Buna karşın Galatasaray’ın geçen sezondan bu yana en çok zorlandığı yapılar ise derin savunmalardı. Bu yüzden Beşiktaş için en akılcı tercih, Galatasaray’ı kendi yarı sahasına yerleşerek hücum etmeye zorlamak ve arkasında bırakacağı geniş alanları karşı hücumlarla kullanmaya çalışmak olabilirdi. En akıl dışı tercih ise geride pas yaparak Galatasaray’ın presini üzerine çekmekti. Burak Yılmaz ikincisini seçti.
KIRMIZI KART BEŞİKTAŞ’IN İŞİNE GELDİ
Ve Beşiktaşlılar, elleriyle yüzlerini ovuştura ovuştura Daniel Amartey ve Omar Colley’in topla yapabilecekleri ne kadar sakarlık varsa hepsini yapmalarını acı verici bir şekilde seyretmeye başladılar. Sonrası malum; önce Colley’in kaleci Mert Günok’a anlamsız bir geri pası sonrasında Mauro Icardi’nin ilk golü geldi, ardından bu kez Amartey’in bir hamle hatasıyla kalesini terk etmek zorunda kalan ve ceza sahası dışında topa eliyle dokunan Mert kırmızı kart gördü.

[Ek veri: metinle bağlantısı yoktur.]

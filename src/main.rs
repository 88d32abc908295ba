use clap::Parser;
use tracing::{debug, error, info, warn};
use tracing_subscriber::EnvFilter;

use duoproxy::app;
use duoproxy::config::{Opts, ProxyConfig};

#[tokio::main]
async fn main() {
    let filter = EnvFilter::try_from_default_env().unwrap_or_else(|_| EnvFilter::new("info"));
    tracing_subscriber::fmt().with_env_filter(filter).init();

    let opts = Opts::parse();
    info!("duoproxy {}", env!("DUOPROXY_VERSION"));

    // Every tunnel holds two sockets.
    match rlimit::increase_nofile_limit(u64::MAX) {
        Ok(limit) => debug!("Open file limit is {}", limit),
        Err(e) => warn!("Could not raise open file limit: {}", e),
    }

    let config = match ProxyConfig::load(&opts) {
        Ok(config) => config,
        Err(e) => {
            error!("{}", e);
            std::process::exit(2);
        }
    };

    if let Err(e) = app::run(config).await {
        error!("{}", e);
        std::process::exit(1);
    }
}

Her şey dört dakika içinde olmuştu. Bu dört dakikada Beşiktaş için maç bitmiş gibi görünüyordu. Fakat aslında bu kırmızı kart, siyah-beyazlıların işine gelecekti. Bir kişi eksik kaldıktan sonra iyice kapanan ve hatları birbirine yaklaştıran Beşiktaş, böylece maçın başından itibaren yapması gereken şeyi yapmak zorunda kaldı ve Galatasaray’ı en zayıf olduğu yanı olan set hücumuna zorlamaya başladı.

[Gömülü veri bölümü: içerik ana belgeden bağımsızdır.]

use std::io;
use std::net::SocketAddr;
use std::sync::Arc;
use std::time::Duration;

use tokio::net::{TcpListener, TcpStream};
use tracing::{debug, error, info, warn};

use crate::domain::{Connection, ProxyError, Result};
use crate::ports::ConnectionHandler;

const ACCEPT_RETRY_DELAY: Duration = Duration::from_millis(10);

/// Accept loop handing every connection to one handler on its own task.
pub struct ProxyListener {
    name: &'static str,
    listener: TcpListener,
    handler: Arc<dyn ConnectionHandler>,
}

impl ProxyListener {
    pub async fn bind(name: &'static str, addr: &str, handler: Arc<dyn ConnectionHandler>) -> Result<Self> {
        let listener = TcpListener::bind(addr)
            .await
            .map_err(|e| ProxyError::Bind(format!("{}: {}", addr, e)))?;
        Ok(Self::from_listener(name, listener, handler))
    }

    pub fn from_listener(name: &'static str, listener: TcpListener, handler: Arc<dyn ConnectionHandler>) -> Self {
        Self {
            name,
            listener,
            handler,
        }
    }

    pub fn local_addr(&self) -> Result<SocketAddr> {
        Ok(self.listener.local_addr()?)
    }

    /// Run until a non-transient accept error occurs.
    pub async fn serve(self) -> Result<()> {
        if let Ok(addr) = self.listener.local_addr() {
            info!("Listening for {} on {}", self.name, addr);
        }

        loop {
            match self.listener.accept().await {
                Ok((stream, peer)) => self.spawn_handler(stream, peer),
                Err(e) if is_transient(&e) => {
                    warn!("{} accept failed, retrying: {}", self.name, e);
                    tokio::time::sleep(ACCEPT_RETRY_DELAY).await;
                }
                Err(e) => {
                    error!("{} accept failed: {}", self.name, e);
                    return Err(ProxyError::Accept(e.to_string()));
                }
            }
        }
    }

    fn spawn_handler(&self, stream: TcpStream, peer: SocketAddr) {
        stream.set_nodelay(true).ok();
        let handler = self.handler.clone();
        tokio::spawn(async move {
            if let Err(e) = handler.serve_conn(Connection::from(stream)).await {
                debug!("{}: {}", peer, e);
            }
        });
    }
}

/// Whether an accept error is worth retrying instead of ending the loop.
pub fn is_transient(err: &io::Error) -> bool {
    match err.kind() {
        io::ErrorKind::ConnectionAborted
        | io::ErrorKind::ConnectionReset
        | io::ErrorKind::Interrupted
        | io::ErrorKind::WouldBlock
        | io::ErrorKind::TimedOut => true,
        // EMFILE, ENFILE, ENOBUFS, ENOMEM
        _ => matches!(err.raw_os_error(), Some(24) | Some(23) | Some(105) | Some(12)),
    }
}

#[cfg(test)]
mod tests {
    use super::*;
    use async_trait::async_trait;
    use tokio::io::{AsyncReadExt, AsyncWriteExt};

    struct Echo;

    #[async_trait]
    impl ConnectionHandler for Echo {
        async fn serve_conn(&self, mut conn: Connection) -> Result<()> {
            let mut buf = [0u8; 64];
            let n = conn.read(&mut buf).await?;
            conn.write_all(&buf[..n]).await?;
            Ok(())
        }
    }

    #[test]
    fn test_transient_accept_errors() {
        assert!(is_transient(&io::Error::from(io::ErrorKind::ConnectionAborted)));
        assert!(is_transient(&io::Error::from(io::ErrorKind::Interrupted)));
        assert!(is_transient(&io::Error::from_raw_os_error(24)));
        assert!(!is_transient(&io::Error::from(io::ErrorKind::InvalidInput)));
        assert!(!is_transient(&io::Error::from(io::ErrorKind::PermissionDenied)));
    }

    #[tokio::test]
    async fn test_bind_failure_is_reported() {
        let taken = TcpListener::bind("127.0.0.1:0").await.unwrap();
        let addr = taken.local_addr().unwrap().to_string();

        let result = ProxyListener::bind("test", &addr, Arc::new(Echo)).await;
        assert!(matches!(result, Err(ProxyError::Bind(_))));
    }

    #[tokio::test]
    async fn test_each_connection_is_served() {
        let listener = ProxyListener::bind("test", "127.0.0.1:0", Arc::new(Echo)).await.unwrap();
        let addr = listener.local_addr().unwrap();
        tokio::spawn(listener.serve());

        for msg in [&b"one"[..], &b"two"[..]] {
            let mut client = TcpStream::connect(addr).await.unwrap();
            client.write_all(msg).await.unwrap();
            let mut buf = vec![0u8; msg.len()];
            client.read_exact(&mut buf).await.unwrap();
            assert_eq!(buf, msg);
        }
    }
}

Lucas Torreira’nın yanında ikinci bir tutucu oyuncu olarak Kaan Ayhan’ı, forvet arkasında da ikinci forvet rolünde Kerem Aktürkoğlu’nu tercih ederek direkt oyun planını iyice keskinleştiren Okan Buruk’un bu seçimleri ise maçın bu bölümünde Galatasaray’ın hiç işine gelmedi.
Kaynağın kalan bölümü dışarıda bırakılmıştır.